Input records:

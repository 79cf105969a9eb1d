use crate::classify::RateLimitInfo;
use http::StatusCode;
use restkit_errors::{InvalidParameter, Problem};
use std::fmt;
use std::time::Duration;
use thiserror::Error;

/// Everything known about a non-2xx response after classification.
#[derive(Debug, Clone, PartialEq, Eq)]
pub struct StatusDetails {
    pub status: StatusCode,
    /// Parsed Problem Details body, when the server sent one
    pub problem: Option<Problem>,
    /// Human-readable message: problem title/detail, raw body text, or the
    /// canonical reason phrase, in that order of preference
    pub message: String,
    /// Parsed `Retry-After` header value, if present and valid
    pub retry_after: Option<Duration>,
    /// `X-Request-Id` / `X-Correlation-Id` response header, for diagnostics
    pub request_id: Option<String>,
}

impl StatusDetails {
    #[must_use]
    pub fn title(&self) -> Option<&str> {
        self.problem.as_ref().and_then(|p| p.title.as_deref())
    }

    #[must_use]
    pub fn detail(&self) -> Option<&str> {
        self.problem.as_ref().and_then(|p| p.detail.as_deref())
    }

    #[must_use]
    pub fn instance(&self) -> Option<&str> {
        self.problem.as_ref().and_then(|p| p.instance.as_deref())
    }

    /// Per-field failures from the problem body; empty when none were sent
    #[must_use]
    pub fn invalid_parameters(&self) -> &[InvalidParameter] {
        match &self.problem {
            Some(problem) => &problem.invalid_parameters,
            None => &[],
        }
    }
}

impl fmt::Display for StatusDetails {
    fn fmt(&self, f: &mut fmt::Formatter<'_>) -> fmt::Result {
        write!(f, "HTTP {}: {}", self.status.as_u16(), self.message)?;
        if let Some(request_id) = &self.request_id {
            write!(f, " (request id {request_id})")?;
        }
        Ok(())
    }
}

/// Copyable error taxonomy, for matching without borrowing the error.
#[derive(Debug, Clone, Copy, PartialEq, Eq, Hash)]
#[non_exhaustive]
pub enum ErrorKind {
    Network,
    Timeout,
    RateLimited,
    Server,
    Validation,
    Authentication,
    Authorization,
    NotFound,
    Conflict,
    Unknown,
    DeadlineExceeded,
    Cancelled,
    BodyTooLarge,
    Json,
    InvalidRequest,
    Tls,
    Pagination,
}

/// REST client error types
///
/// Status-derived variants carry boxed [`StatusDetails`] so the error stays
/// small on the happy path.
#[derive(Error, Debug)]
#[non_exhaustive]
pub enum ApiError {
    /// Transport failure (connect, DNS, reset, protocol, body stream)
    #[error("Network error: {0}")]
    Network(#[source] Box<dyn std::error::Error + Send + Sync>),

    /// Single request attempt timed out
    #[error("Request attempt timed out after {0:?}")]
    Timeout(Duration),

    /// Total operation deadline exceeded (including all retries)
    #[error("Operation deadline exceeded after {0:?}")]
    DeadlineExceeded(Duration),

    /// Caller cancelled the operation
    #[error("Request cancelled")]
    Cancelled,

    /// 429 Too Many Requests
    #[error("Rate limited: {details}")]
    RateLimited {
        details: Box<StatusDetails>,
        rate_limit: RateLimitInfo,
    },

    /// 5xx
    #[error("Server error: {details}")]
    Server { details: Box<StatusDetails> },

    /// 400 Bad Request
    #[error("Validation failed: {details}")]
    Validation { details: Box<StatusDetails> },

    /// 401 Unauthorized
    #[error("Authentication failed: {details}")]
    Authentication { details: Box<StatusDetails> },

    /// 403 Forbidden
    #[error("Not authorized: {details}")]
    Authorization { details: Box<StatusDetails> },

    /// 404 Not Found
    #[error("Not found: {details}")]
    NotFound { details: Box<StatusDetails> },

    /// 409 Conflict
    #[error("Conflict: {details}")]
    Conflict { details: Box<StatusDetails> },

    /// Any other non-2xx status
    #[error("Unexpected response: {details}")]
    Unknown { details: Box<StatusDetails> },

    /// Response body exceeded size limit
    #[error("Response body too large: limit {limit} bytes, got {actual} bytes")]
    BodyTooLarge { limit: usize, actual: usize },

    /// JSON encoding or decoding failed
    #[error("JSON error: {0}")]
    Json(#[from] serde_json::Error),

    /// Base URL or request path could not be turned into a URL
    #[error("Invalid URL '{url}': {reason}")]
    InvalidUri { url: String, reason: String },

    /// URL scheme rejected by the transport security mode
    #[error("URL scheme '{scheme}' not allowed: {reason}")]
    InvalidScheme { scheme: String, reason: String },

    #[error("Invalid header name: {0}")]
    InvalidHeaderName(#[from] http::header::InvalidHeaderName),

    #[error("Invalid header value: {0}")]
    InvalidHeaderValue(#[from] http::header::InvalidHeaderValue),

    /// TLS setup failed while building the client
    #[error("TLS error: {0}")]
    Tls(#[source] Box<dyn std::error::Error + Send + Sync>),

    /// Pagination stopped by the local safety bound
    #[error("Pagination error: {0}")]
    Pagination(String),
}

impl ApiError {
    #[must_use]
    pub fn kind(&self) -> ErrorKind {
        match self {
            Self::Network(_) => ErrorKind::Network,
            Self::Timeout(_) => ErrorKind::Timeout,
            Self::DeadlineExceeded(_) => ErrorKind::DeadlineExceeded,
            Self::Cancelled => ErrorKind::Cancelled,
            Self::RateLimited { .. } => ErrorKind::RateLimited,
            Self::Server { .. } => ErrorKind::Server,
            Self::Validation { .. } => ErrorKind::Validation,
            Self::Authentication { .. } => ErrorKind::Authentication,
            Self::Authorization { .. } => ErrorKind::Authorization,
            Self::NotFound { .. } => ErrorKind::NotFound,
            Self::Conflict { .. } => ErrorKind::Conflict,
            Self::Unknown { .. } => ErrorKind::Unknown,
            Self::BodyTooLarge { .. } => ErrorKind::BodyTooLarge,
            Self::Json(_) => ErrorKind::Json,
            Self::InvalidUri { .. }
            | Self::InvalidScheme { .. }
            | Self::InvalidHeaderName(_)
            | Self::InvalidHeaderValue(_) => ErrorKind::InvalidRequest,
            Self::Tls(_) => ErrorKind::Tls,
            Self::Pagination(_) => ErrorKind::Pagination,
        }
    }

    /// Status details for errors derived from a non-2xx response
    #[must_use]
    pub fn details(&self) -> Option<&StatusDetails> {
        match self {
            Self::RateLimited { details, .. }
            | Self::Server { details }
            | Self::Validation { details }
            | Self::Authentication { details }
            | Self::Authorization { details }
            | Self::NotFound { details }
            | Self::Conflict { details }
            | Self::Unknown { details } => Some(details),
            _ => None,
        }
    }

    #[must_use]
    pub fn status(&self) -> Option<StatusCode> {
        self.details().map(|d| d.status)
    }

    #[must_use]
    pub fn problem(&self) -> Option<&Problem> {
        self.details().and_then(|d| d.problem.as_ref())
    }

    #[must_use]
    pub fn rate_limit(&self) -> Option<&RateLimitInfo> {
        match self {
            Self::RateLimited { rate_limit, .. } => Some(rate_limit),
            _ => None,
        }
    }

    /// True for failures that happened before a response was received
    #[must_use]
    pub fn is_transport(&self) -> bool {
        matches!(self, Self::Network(_) | Self::Timeout(_))
    }
}
//! Non-2xx response classification
//!
//! [`classify`] maps a status code, response headers and a (bounded) body
//! preview to one [`ApiError`] variant. Parsing the body or the rate-limit
//! headers never fails classification: anything unreadable is dropped and the
//! message degrades to the raw body text or the canonical reason phrase.

use crate::error::{ApiError, StatusDetails};
use http::{HeaderMap, StatusCode};
use restkit_errors::ProblemBody;
use std::time::{Duration, SystemTime, UNIX_EPOCH};

/// Reset values above this are absolute Unix timestamps, not delta-seconds.
const EPOCH_THRESHOLD_SECS: u64 = 1_000_000_000;

const REQUEST_ID_HEADERS: [&str; 2] = ["x-request-id", "x-correlation-id"];

/// Rate-limit state reported by the server alongside a 429.
#[derive(Debug, Clone, Copy, Default, PartialEq, Eq)]
pub struct RateLimitInfo {
    /// `Retry-After` (delta-seconds or HTTP-date)
    pub retry_after: Option<Duration>,
    /// Request quota for the current window
    pub limit: Option<u64>,
    /// Tokens left in the current window
    pub remaining: Option<u64>,
    /// Time until the window resets
    pub reset: Option<Duration>,
}

impl RateLimitInfo {
    /// Read rate-limit state from response headers.
    ///
    /// Understands the structured `RateLimit` header in both the
    /// `limit=100, remaining=0, reset=30` and the `"policy";r=0;t=30` forms,
    /// then falls back to `RateLimit-*` and `X-RateLimit-*` headers.
    #[must_use]
    pub fn from_headers(headers: &HeaderMap) -> Self {
        let field =
            header_str(headers, "ratelimit").map_or_else(RateLimitField::default, parse_ratelimit);

        let limit = field
            .limit
            .or_else(|| first_u64(headers, &["ratelimit-limit", "x-ratelimit-limit"]));
        let remaining = field
            .remaining
            .or_else(|| first_u64(headers, &["ratelimit-remaining", "x-ratelimit-remaining"]));
        let reset = field
            .reset
            .or_else(|| first_u64(headers, &["ratelimit-reset", "x-ratelimit-reset"]));

        Self {
            retry_after: parse_retry_after(headers),
            limit,
            remaining,
            reset: reset.map(reset_to_duration),
        }
    }

    /// How long the server asked us to wait: `Retry-After`, else the window reset.
    #[must_use]
    pub fn server_hint(&self) -> Option<Duration> {
        self.retry_after.or(self.reset)
    }
}

#[derive(Debug, Default)]
struct RateLimitField {
    limit: Option<u64>,
    remaining: Option<u64>,
    reset: Option<u64>,
}

/// Parse a `RateLimit` header value. The first policy's values win.
fn parse_ratelimit(value: &str) -> RateLimitField {
    let mut field = RateLimitField::default();
    for param in value.split([',', ';']) {
        let Some((key, raw)) = param.split_once('=') else {
            continue;
        };
        let Ok(number) = raw.trim().trim_matches('"').parse::<u64>() else {
            continue;
        };
        let slot = match key.trim().to_ascii_lowercase().as_str() {
            "limit" | "q" => &mut field.limit,
            "remaining" | "r" => &mut field.remaining,
            "reset" | "t" => &mut field.reset,
            _ => continue,
        };
        slot.get_or_insert(number);
    }
    field
}

fn reset_to_duration(raw: u64) -> Duration {
    if raw > EPOCH_THRESHOLD_SECS {
        let at = UNIX_EPOCH + Duration::from_secs(raw);
        return at
            .duration_since(SystemTime::now())
            .unwrap_or(Duration::ZERO);
    }
    Duration::from_secs(raw)
}

fn header_str<'a>(headers: &'a HeaderMap, name: &str) -> Option<&'a str> {
    headers.get(name)?.to_str().ok().map(str::trim)
}

fn first_u64(headers: &HeaderMap, names: &[&str]) -> Option<u64> {
    names
        .iter()
        .find_map(|name| header_str(headers, name)?.parse().ok())
}

/// Parse `Retry-After` header value into a `Duration`.
///
/// Supports two formats per RFC 9110:
/// - Seconds: "120" → 120 seconds
/// - HTTP-date: "Wed, 21 Oct 2015 07:28:00 GMT" → duration until that time
///
/// Returns `None` if the header is missing, unparseable, negative, or a date
/// in the past.
#[must_use]
pub fn parse_retry_after(headers: &HeaderMap) -> Option<Duration> {
    let trimmed = header_str(headers, http::header::RETRY_AFTER.as_str())?;

    if let Ok(seconds) = trimmed.parse::<i64>() {
        return u64::try_from(seconds).ok().map(Duration::from_secs);
    }

    let parsed = httpdate::parse_http_date(trimmed).ok()?;
    parsed.duration_since(SystemTime::now()).ok()
}

/// `X-Request-Id`, else `X-Correlation-Id`
#[must_use]
pub fn request_id(headers: &HeaderMap) -> Option<String> {
    REQUEST_ID_HEADERS
        .iter()
        .find_map(|name| header_str(headers, name))
        .filter(|id| !id.is_empty())
        .map(ToOwned::to_owned)
}

/// Classify a non-2xx response.
///
/// `body` is a bounded preview of the response body; it may be empty, plain
/// text, HTML, or a Problem Details document.
#[must_use]
pub fn classify(status: StatusCode, headers: &HeaderMap, body: &[u8]) -> ApiError {
    let parsed = ProblemBody::parse(body);
    let message = parsed.message().unwrap_or_else(|| {
        status
            .canonical_reason()
            .unwrap_or("Unknown status")
            .to_owned()
    });

    let details = Box::new(StatusDetails {
        status,
        problem: parsed.into_problem(),
        message,
        retry_after: parse_retry_after(headers),
        request_id: request_id(headers),
    });

    match status.as_u16() {
        400 => ApiError::Validation { details },
        401 => ApiError::Authentication { details },
        403 => ApiError::Authorization { details },
        404 => ApiError::NotFound { details },
        409 => ApiError::Conflict { details },
        429 => ApiError::RateLimited {
            details,
            rate_limit: RateLimitInfo::from_headers(headers),
        },
        500..=599 => ApiError::Server { details },
        _ => ApiError::Unknown { details },
    }
}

Exercise description: List the lines of the material in which the word "Clone" occurs.

Solution to the problem:
#[derive(Debug, Clone, PartialEq, Eq)]
#[derive(Debug, Clone, Copy, PartialEq, Eq, Hash)]
#[derive(Debug, Clone, Copy, Default, PartialEq, Eq)]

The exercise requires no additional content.